Purchased privilege reigns over our current K-12 system with an iron fist. Advantaged families buy homes zoned for high performing schools. They pay higher school taxes than most anyone in the world. They spend thousands of dollars annually on enrichment activities – tutors, camps, private lessons, college entrance exam test preparation, club sports and more.

Their reward for all of this investment: avoiding catastrophe but losing to Estonia on average.

A much grimmer prospect awaits American families who cannot afford hundreds of thousands in mortgage debt and thousands in annual enrichment spending. Locked out of high demand districts, unable to afford private school tuition, the failed promise of American public education has contributed to generational cycles of poverty.

Sen. John F. Kennedy’s acceptance speech in securing the Democratic nomination contains additional instruction for us today:

“We are not here to curse the darkness. We are here to light a candle. As Winston Churchill said on taking office some twenty years ago, ‘If we open a quarrel between the present and the past, we shall be in danger of losing the future.’ Today our concern must be with that future. For the world is changing. The old era is ending. The old ways will not do.”

Those words, spoken in 1960, roar into the present. The old ways in American K-12 education will not do. We indeed are in danger of losing the future. We cannot afford to mass produce illiteracy, innumeracy, and civic ignorance.

The future of American education must be pluralistic, diverse, and varied. We cannot afford to diminish potential by segregating with lines. Public funding is guaranteed in state constitutions, but there is no reason to structure the enterprise to rob families of agency and dignity.

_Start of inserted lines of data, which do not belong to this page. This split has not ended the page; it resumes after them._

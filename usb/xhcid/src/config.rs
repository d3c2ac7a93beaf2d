//! Driver configuration.
//!
//! The defaults live in `config.toml` next to the crate manifest and are compiled in. A user file
//! only needs the keys it changes.

use std::str::FromStr;
use std::time::Duration;

use lazy_static::lazy_static;
use log::{warn, LevelFilter};
use serde::Deserialize;

lazy_static! {
    pub static ref DEFAULT_CONFIG: XhciConfig = {
        const TOML: &[u8] = include_bytes!("../config.toml");

        toml::from_slice::<XhciConfig>(TOML).expect("Failed to parse internally embedded config file")
    };
}

#[derive(Clone, Debug, Deserialize, Eq, PartialEq)]
#[serde(deny_unknown_fields)]
pub struct XhciConfig {
    /// Refuse every controller during discovery.
    pub nousbxhci: bool,
    /// Do not ask the BIOS to give up the controller. SMIs are disabled regardless.
    pub noxhcihandoff: bool,
    pub maxxhci: usize,
    pub command_timeout_ms: u64,
    /// How long to wait for the completion of an abort or Stop Endpoint before giving up.
    pub abort_grace_ms: u64,
    pub recovery_poll_ms: u64,
    pub quiesce_interval_ms: u64,
    pub port_reset_ms: u64,
    pub irq_poll_interval_ms: u64,
    pub log_level: String,
}

#[derive(Default, Deserialize)]
#[serde(deny_unknown_fields)]
struct Overrides {
    nousbxhci: Option<bool>,
    noxhcihandoff: Option<bool>,
    maxxhci: Option<usize>,
    command_timeout_ms: Option<u64>,
    abort_grace_ms: Option<u64>,
    recovery_poll_ms: Option<u64>,
    quiesce_interval_ms: Option<u64>,
    port_reset_ms: Option<u64>,
    irq_poll_interval_ms: Option<u64>,
    log_level: Option<String>,
}

impl Default for XhciConfig {
    fn default() -> Self {
        DEFAULT_CONFIG.clone()
    }
}

impl XhciConfig {
    /// Parses a user configuration, taking every missing key from the embedded defaults.
    pub fn from_toml(text: &str) -> Result<Self, toml::de::Error> {
        let o: Overrides = toml::from_str(text)?;
        let d = Self::default();

        Ok(Self {
            nousbxhci: o.nousbxhci.unwrap_or(d.nousbxhci),
            noxhcihandoff: o.noxhcihandoff.unwrap_or(d.noxhcihandoff),
            maxxhci: o.maxxhci.unwrap_or(d.maxxhci),
            command_timeout_ms: o.command_timeout_ms.unwrap_or(d.command_timeout_ms),
            abort_grace_ms: o.abort_grace_ms.unwrap_or(d.abort_grace_ms),
            recovery_poll_ms: o.recovery_poll_ms.unwrap_or(d.recovery_poll_ms),
            quiesce_interval_ms: o.quiesce_interval_ms.unwrap_or(d.quiesce_interval_ms),
            port_reset_ms: o.port_reset_ms.unwrap_or(d.port_reset_ms),
            irq_poll_interval_ms: o.irq_poll_interval_ms.unwrap_or(d.irq_poll_interval_ms),
            log_level: o.log_level.unwrap_or(d.log_level),
        })
    }

    pub fn command_timeout(&self) -> Duration {
        Duration::from_millis(self.command_timeout_ms)
    }

    pub fn abort_grace(&self) -> Duration {
        Duration::from_millis(self.abort_grace_ms)
    }

    pub fn recovery_poll(&self) -> Duration {
        Duration::from_millis(self.recovery_poll_ms)
    }

    pub fn quiesce_interval(&self) -> Duration {
        Duration::from_millis(self.quiesce_interval_ms)
    }

    pub fn port_reset(&self) -> Duration {
        Duration::from_millis(self.port_reset_ms)
    }

    pub fn irq_poll_interval(&self) -> Duration {
        Duration::from_millis(self.irq_poll_interval_ms)
    }

    pub fn log_level(&self) -> LevelFilter {
        LevelFilter::from_str(&self.log_level).unwrap_or_else(|_| {
            warn!("unknown log level {:?}, using info", self.log_level);
            LevelFilter::Info
        })
    }
}
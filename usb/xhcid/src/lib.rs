//! The eXtensible Host Controller Interface (XHCI) driver core
//!
//! This crate drives PCI xHCI controllers on behalf of a USB layer: it brings a controller out of
//! reset, assigns device slots, configures endpoints, moves data over control, bulk, interrupt and
//! isochronous OUT endpoints, reports root hub port status, and rebuilds the controller after it
//! halts or fails.
//!
//! XHCI is a standard for the USB Host Controller interface specified by Intel that provides a
//! common register interface for systems to use to interact with the Universal Serial Bus (USB)
//! subsystem.
//!
//! The USB layer owns device enumeration, descriptors, and hub handling. It finds controllers
//! through a [driver_interface::Registry] and talks to each through
//! [driver_interface::HostController].
//!
//! This documentation will refer directly to the relevant standards, which are as follows:
//!
//! - XHC   - [eXtensible Host Controller Interface for Universal Serial Bus (xHCI) Requirements Specification](https://www.intel.com/content/dam/www/public/us/en/documents/technical-specifications/extensible-host-controler-interface-usb-xhci.pdf)
//! - USB2  - [Universal Serial Bus Specification](https://www.usb.org/document-library/usb-20-specification)
//! - USB32 - [Universal Serial Bus 3.2 Specification Revision 1.1](https://usb.org/document-library/usb-32-revision-11-june-2022)
//!

#[macro_use]
extern crate bitflags;

pub mod config;
pub mod driver_interface;
pub mod error;
pub mod usb;
pub mod xhci;

pub use crate::config::XhciConfig;
pub use crate::driver_interface::{HciInfo, HostController, PciFunction, PciIdentity, PortStatus, Registry};
pub use crate::error::{Error, Result};
pub use crate::xhci::{ControllerState, Xhci};

/// Installs the driver's logger at the level named in `config`. Returns false if a logger was
/// already installed.
pub fn setup_logging(config: &XhciConfig) -> bool {
    common::setup_logging(
        "usb",
        "host",
        "xhci",
        config.log_level(),
        log::LevelFilter::Info,
    )
}
pub struct Xhci {
    me: Weak<Xhci>,
    pci: Box<dyn PciFunction>,
    regs: Arc<dyn RegisterWindow>,
    dma: Arc<dyn DmaOps>,
    config: XhciConfig,
    /// BAR0 base, the "port" the USB layer asks for.
    base: u64,

    state: Mutex<ControllerState>,
    rt: RwLock<Option<Arc<Runtime>>>,
    /// Serializes slot allocation and release, and keeps the slot table steady during recovery.
    slotlock: Mutex<()>,
    /// Serializes use of the command ring: one command is outstanding at a time.
    cmdlock: Mutex<()>,
    debug: AtomicI32,
    active: AtomicBool,

    recover_tx: Sender<()>,
    recover_rx: Receiver<()>,
    recovery: Mutex<Option<JoinHandle<()>>>,
}
//! The slice of the USB device model the host controller driver works against.
//!
//! Devices and endpoints are created and enumerated by the USB layer above the driver; the driver
//! only reads their descriptions, fills in the device address, and hangs its own per-device and
//! per-endpoint state off them.
//!
//! The [Universal Serial Bus Specification](https://www.usb.org/document-library/usb-20-specification) and the [Universal Serial Bus 3.2 Specification](https://usb.org/document-library/usb-32-revision-11-june-2022) are
//! the documents that inform this implementation.
pub use self::device::{DeviceAux, DeviceDescriptor, Speed, UsbDevice};
pub use self::endpoint::{Endpoint, EndpointTy, EpMode};
pub use self::setup::{Setup, SetupReq};

/// Enumerates the list of descriptor kinds that can be reported by a USB device to report its
/// attributes to the system. (See USB32 Sections 9.5 and 9.6)
#[derive(Clone, Copy, Debug)]
#[repr(u8)]
pub enum DescriptorKind {
    None = 0,
    /// A Device Descriptor. See [DeviceDescriptor]
    Device = 1,
    Configuration = 2,
    /// A String Descriptor. See (USB32 Section 9.6.9).
    String = 3,
    Interface = 4,
    Endpoint = 5,
    /// USB2 only.
    DeviceQualifier = 6,
    /// USB2 only. See USB2 9.6.4
    OtherSpeedConfiguration = 7,
    InterfacePower = 8,
    OnTheGo = 9,
    BinaryObjectStorage = 15,
    Hid = 33,
    Hub = 41,
    SuperSpeedCompanion = 48,
}

pub(crate) mod device;
pub(crate) mod endpoint;
pub(crate) mod setup;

It’s still early yet. Much work remains undone, many battles lie ahead. Nevertheless, the day is coming when our K-12 policies will respect the dignity of families to exercise autonomy in schooling. When that day comes, we will set the education default at families exercising their rights as free people.

For decades, we have claimed that minds are a terrible thing to waste. It is long past time to have our actions match our words. The edge of a new frontier of liberty lies within the reach of this generation.

We’ve all cursed the darkness long enough. Let us turn and light a torch of liberty.